• [Directions for this task] Find the word "StockSnapshot" in the records below. List each line containing it.

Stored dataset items
= = = = = = =

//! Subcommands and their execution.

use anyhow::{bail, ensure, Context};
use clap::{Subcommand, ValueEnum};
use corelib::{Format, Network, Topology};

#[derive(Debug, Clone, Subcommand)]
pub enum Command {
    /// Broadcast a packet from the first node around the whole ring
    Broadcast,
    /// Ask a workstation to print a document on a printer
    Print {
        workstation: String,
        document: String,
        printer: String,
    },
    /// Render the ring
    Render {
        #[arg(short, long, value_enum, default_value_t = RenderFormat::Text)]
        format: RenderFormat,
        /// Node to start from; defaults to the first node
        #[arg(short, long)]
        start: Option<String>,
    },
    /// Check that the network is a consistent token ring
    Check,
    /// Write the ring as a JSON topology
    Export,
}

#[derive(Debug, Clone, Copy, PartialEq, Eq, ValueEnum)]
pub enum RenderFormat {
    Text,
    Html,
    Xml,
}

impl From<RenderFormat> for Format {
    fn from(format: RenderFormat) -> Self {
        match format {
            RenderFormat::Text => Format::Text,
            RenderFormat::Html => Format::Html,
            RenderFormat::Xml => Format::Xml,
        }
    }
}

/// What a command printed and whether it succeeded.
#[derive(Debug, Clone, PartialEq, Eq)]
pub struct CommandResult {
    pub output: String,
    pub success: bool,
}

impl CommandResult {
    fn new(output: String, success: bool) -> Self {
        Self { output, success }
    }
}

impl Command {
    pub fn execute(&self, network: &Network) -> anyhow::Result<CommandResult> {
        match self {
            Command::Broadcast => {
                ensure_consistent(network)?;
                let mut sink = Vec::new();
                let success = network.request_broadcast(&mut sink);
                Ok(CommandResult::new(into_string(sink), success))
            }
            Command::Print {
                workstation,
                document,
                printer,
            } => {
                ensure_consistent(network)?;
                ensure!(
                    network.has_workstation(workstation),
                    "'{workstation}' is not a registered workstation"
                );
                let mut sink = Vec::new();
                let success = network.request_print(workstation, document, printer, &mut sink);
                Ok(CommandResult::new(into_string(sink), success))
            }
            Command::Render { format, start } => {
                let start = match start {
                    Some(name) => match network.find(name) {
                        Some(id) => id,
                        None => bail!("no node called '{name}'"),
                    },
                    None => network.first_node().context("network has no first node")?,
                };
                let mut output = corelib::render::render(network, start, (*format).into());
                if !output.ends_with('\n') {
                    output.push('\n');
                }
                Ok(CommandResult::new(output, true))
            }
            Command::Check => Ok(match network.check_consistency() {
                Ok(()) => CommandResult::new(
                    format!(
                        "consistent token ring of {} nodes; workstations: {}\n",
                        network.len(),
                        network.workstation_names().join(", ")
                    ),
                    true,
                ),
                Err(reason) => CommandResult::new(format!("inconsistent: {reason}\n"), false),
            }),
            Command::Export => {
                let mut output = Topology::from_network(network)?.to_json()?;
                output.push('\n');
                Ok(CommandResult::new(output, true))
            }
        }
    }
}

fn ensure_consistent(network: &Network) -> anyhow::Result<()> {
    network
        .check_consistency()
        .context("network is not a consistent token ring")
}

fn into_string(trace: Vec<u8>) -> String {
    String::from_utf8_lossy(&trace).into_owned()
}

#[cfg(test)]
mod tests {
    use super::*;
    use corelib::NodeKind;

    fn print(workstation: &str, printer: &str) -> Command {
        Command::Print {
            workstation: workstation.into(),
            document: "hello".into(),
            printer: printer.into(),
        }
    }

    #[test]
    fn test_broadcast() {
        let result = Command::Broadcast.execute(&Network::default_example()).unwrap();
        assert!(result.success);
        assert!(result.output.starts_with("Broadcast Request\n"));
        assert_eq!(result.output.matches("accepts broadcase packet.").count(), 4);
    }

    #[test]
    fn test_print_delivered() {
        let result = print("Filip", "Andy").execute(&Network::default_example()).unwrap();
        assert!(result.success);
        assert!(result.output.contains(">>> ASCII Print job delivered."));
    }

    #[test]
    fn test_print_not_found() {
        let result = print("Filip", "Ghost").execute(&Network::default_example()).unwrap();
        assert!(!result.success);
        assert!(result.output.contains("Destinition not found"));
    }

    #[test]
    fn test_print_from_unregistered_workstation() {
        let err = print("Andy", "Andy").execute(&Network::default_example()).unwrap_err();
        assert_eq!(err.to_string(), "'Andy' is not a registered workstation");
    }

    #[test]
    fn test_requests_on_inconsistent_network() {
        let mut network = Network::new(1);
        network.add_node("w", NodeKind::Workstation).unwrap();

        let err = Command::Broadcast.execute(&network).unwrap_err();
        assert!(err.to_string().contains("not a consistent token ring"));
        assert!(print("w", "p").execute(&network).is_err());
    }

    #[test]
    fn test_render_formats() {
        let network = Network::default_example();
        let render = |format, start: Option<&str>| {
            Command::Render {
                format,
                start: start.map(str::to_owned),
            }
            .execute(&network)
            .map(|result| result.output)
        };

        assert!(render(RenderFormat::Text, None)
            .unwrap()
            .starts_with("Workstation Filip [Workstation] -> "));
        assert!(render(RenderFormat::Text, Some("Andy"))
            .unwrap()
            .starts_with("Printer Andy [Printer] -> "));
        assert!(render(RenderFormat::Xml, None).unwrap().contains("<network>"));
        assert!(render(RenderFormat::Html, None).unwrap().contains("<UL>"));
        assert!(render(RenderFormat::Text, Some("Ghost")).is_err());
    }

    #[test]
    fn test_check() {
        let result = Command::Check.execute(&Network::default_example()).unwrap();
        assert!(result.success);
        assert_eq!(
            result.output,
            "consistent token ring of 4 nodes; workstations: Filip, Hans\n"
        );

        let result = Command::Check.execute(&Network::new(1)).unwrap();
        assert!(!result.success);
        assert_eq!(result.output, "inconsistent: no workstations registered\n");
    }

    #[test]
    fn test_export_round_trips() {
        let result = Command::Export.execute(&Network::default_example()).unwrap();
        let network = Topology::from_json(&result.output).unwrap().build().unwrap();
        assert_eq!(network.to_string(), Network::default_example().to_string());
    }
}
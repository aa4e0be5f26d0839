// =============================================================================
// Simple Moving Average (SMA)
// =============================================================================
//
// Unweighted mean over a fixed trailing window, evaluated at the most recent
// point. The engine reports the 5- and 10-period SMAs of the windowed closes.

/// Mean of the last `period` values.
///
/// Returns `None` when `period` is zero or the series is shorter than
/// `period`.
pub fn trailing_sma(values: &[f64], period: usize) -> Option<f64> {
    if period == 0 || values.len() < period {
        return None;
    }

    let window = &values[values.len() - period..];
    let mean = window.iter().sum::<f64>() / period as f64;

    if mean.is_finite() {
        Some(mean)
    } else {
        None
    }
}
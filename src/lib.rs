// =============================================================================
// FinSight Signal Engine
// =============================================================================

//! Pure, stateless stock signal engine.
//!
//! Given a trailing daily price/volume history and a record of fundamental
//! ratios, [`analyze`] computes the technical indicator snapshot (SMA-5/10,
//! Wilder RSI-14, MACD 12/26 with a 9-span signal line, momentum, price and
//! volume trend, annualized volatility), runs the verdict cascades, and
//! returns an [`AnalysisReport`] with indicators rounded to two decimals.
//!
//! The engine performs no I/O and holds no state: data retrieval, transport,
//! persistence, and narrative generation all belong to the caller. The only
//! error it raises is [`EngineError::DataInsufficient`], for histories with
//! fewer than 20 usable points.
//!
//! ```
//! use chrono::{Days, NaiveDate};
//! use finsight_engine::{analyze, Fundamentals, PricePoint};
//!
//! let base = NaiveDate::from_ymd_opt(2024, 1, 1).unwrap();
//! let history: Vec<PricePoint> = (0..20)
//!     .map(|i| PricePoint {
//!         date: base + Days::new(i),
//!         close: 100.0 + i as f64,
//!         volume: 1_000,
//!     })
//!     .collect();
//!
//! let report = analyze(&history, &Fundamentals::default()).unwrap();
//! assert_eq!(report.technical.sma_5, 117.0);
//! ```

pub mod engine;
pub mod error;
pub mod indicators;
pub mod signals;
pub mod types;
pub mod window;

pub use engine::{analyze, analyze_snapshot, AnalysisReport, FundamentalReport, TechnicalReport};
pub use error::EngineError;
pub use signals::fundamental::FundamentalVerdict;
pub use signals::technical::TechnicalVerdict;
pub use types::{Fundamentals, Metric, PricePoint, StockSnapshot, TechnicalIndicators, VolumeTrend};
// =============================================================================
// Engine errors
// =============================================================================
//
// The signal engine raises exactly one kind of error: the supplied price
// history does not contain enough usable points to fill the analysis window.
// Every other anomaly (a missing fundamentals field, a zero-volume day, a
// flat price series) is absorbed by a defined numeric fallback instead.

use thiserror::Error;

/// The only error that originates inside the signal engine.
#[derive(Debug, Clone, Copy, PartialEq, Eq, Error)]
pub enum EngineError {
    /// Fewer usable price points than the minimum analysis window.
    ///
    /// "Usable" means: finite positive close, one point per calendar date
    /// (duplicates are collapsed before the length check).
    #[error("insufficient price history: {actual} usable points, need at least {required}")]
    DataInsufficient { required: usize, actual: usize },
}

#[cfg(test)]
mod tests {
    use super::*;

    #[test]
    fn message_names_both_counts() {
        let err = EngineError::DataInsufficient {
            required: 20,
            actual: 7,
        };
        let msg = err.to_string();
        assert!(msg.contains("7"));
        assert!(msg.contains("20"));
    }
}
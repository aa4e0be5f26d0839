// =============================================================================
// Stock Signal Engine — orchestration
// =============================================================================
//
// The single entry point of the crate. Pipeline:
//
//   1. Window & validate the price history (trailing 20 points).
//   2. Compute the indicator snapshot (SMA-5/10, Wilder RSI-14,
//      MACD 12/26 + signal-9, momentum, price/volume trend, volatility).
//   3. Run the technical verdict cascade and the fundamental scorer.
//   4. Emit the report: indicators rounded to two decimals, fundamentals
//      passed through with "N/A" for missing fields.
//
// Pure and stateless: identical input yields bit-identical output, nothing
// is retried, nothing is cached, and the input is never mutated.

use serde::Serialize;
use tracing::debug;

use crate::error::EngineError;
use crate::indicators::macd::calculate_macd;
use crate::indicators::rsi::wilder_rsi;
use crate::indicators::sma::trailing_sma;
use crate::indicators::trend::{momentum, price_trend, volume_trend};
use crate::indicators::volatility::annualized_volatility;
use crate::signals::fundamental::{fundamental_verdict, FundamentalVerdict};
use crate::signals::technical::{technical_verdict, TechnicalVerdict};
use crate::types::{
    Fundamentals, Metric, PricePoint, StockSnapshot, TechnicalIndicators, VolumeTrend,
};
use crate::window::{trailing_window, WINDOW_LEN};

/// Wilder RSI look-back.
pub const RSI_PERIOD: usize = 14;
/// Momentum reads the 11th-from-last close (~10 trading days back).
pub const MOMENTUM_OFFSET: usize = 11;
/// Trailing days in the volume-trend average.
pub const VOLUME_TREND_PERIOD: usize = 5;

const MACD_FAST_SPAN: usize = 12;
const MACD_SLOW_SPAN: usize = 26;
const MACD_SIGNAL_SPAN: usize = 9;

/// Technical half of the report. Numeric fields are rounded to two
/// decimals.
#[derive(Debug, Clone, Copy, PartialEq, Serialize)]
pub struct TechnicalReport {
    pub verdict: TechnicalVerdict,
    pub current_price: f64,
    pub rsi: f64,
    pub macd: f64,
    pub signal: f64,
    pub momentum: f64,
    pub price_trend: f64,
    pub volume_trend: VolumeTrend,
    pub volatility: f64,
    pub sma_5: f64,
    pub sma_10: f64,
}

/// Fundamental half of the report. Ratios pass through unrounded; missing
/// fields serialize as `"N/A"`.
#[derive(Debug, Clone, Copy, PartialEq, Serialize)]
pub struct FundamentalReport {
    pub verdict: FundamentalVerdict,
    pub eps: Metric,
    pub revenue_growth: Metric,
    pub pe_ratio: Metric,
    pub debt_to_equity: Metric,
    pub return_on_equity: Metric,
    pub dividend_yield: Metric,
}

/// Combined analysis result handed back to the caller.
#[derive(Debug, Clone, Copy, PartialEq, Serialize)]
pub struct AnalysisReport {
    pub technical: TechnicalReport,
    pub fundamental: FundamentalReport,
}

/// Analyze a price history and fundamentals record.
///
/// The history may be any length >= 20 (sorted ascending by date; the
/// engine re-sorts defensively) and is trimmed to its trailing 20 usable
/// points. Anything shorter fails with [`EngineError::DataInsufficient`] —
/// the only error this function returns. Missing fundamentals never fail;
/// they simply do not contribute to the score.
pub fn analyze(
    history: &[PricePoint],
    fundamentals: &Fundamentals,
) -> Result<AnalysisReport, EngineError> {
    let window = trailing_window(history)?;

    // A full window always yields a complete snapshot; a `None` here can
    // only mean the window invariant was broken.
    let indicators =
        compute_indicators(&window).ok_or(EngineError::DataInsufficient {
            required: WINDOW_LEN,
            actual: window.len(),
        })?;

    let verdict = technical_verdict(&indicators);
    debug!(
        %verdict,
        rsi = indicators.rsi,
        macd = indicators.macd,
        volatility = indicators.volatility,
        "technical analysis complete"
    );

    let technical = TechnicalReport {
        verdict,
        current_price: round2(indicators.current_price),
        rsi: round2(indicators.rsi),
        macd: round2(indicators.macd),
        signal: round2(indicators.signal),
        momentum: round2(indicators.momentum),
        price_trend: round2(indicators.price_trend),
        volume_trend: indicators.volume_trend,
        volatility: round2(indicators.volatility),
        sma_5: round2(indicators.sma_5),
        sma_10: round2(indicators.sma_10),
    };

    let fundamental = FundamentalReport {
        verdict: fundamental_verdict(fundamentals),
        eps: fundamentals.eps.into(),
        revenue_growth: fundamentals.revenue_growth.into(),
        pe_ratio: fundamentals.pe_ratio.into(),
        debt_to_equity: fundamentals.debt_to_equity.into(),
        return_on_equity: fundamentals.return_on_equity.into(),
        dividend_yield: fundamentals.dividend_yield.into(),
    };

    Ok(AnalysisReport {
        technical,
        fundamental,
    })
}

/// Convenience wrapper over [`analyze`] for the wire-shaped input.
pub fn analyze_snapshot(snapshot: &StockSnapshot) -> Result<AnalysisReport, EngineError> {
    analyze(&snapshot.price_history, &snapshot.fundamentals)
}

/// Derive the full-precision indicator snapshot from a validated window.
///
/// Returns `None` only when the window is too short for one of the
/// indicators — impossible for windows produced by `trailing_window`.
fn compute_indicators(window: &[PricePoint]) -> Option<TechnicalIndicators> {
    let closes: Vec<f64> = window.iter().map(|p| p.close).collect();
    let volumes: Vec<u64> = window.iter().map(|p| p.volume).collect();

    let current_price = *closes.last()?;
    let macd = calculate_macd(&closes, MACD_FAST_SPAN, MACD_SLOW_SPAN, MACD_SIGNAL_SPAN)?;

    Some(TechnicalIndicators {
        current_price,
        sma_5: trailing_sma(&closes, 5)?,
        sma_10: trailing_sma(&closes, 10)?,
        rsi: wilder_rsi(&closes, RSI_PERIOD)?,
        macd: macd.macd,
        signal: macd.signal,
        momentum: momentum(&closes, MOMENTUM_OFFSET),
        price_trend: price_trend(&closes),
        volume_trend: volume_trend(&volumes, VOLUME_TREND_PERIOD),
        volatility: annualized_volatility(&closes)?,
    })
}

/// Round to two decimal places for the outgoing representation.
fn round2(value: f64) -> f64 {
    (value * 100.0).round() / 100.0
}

= = = = = = =

• [Response below]
pub use types::{Fundamentals, Metric, PricePoint, StockSnapshot, TechnicalIndicators, VolumeTrend};
    Fundamentals, Metric, PricePoint, StockSnapshot, TechnicalIndicators, VolumeTrend,
pub fn analyze_snapshot(snapshot: &StockSnapshot) -> Result<AnalysisReport, EngineError> {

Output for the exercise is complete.